▸ **Brief**: Find and copy the lines in the records beneath this task that contain the word "drivers".

Saved data entries:
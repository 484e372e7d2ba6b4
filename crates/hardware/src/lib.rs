//! Speculative instruction core library.
//!
//! This crate models the state an out-of-order core keeps for each
//! in-flight instruction, with the following:
//! 1. **Instruction Record:** Identity, lifecycle progress, squash sites,
//!    container membership, operand bookkeeping and memory fields.
//! 2. **Address Translation:** Line-split requests, idempotent retry and
//!    synchronous or deferred completion through injected backends.
//! 3. **Taint Tracking:** Propagation along producer links, the stall list,
//!    the expose gate and deferred squashes.
//! 4. **Shadow Loads:** Doppelganger accesses for tainted loads with
//!    at-most-once dependent wakeup.
//! 5. **Simulation:** Reference MMU and memory backends, scenario drivers,
//!    configuration, tracing and statistics.

/// Common types and constants (addresses, faults, access types, sequence numbers).
pub mod common;
/// Core configuration (defaults, JSON loading, validation).
pub mod config;
/// CPU core (instruction record, translation, taint, shadow loads, backends).
pub mod core;
/// Static instruction descriptions consumed by the core.
pub mod isa;
/// Scenario drivers over the reference backends.
pub mod sim;
/// Core statistics collection and reporting.
pub mod stats;
/// Per-instruction trace records and sinks.
pub mod trace;

/// Root configuration type; use `Config::default()` or load from JSON.
pub use crate::config::Config;
/// Main CPU type; owns the instruction window and both backends.
pub use crate::core::Cpu;
/// In-flight instruction record.
pub use crate::core::inst::DynInst;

▸ **Written response**:
//! 5. **Simulation:** Reference MMU and memory backends, scenario drivers,
/// Scenario drivers over the reference backends.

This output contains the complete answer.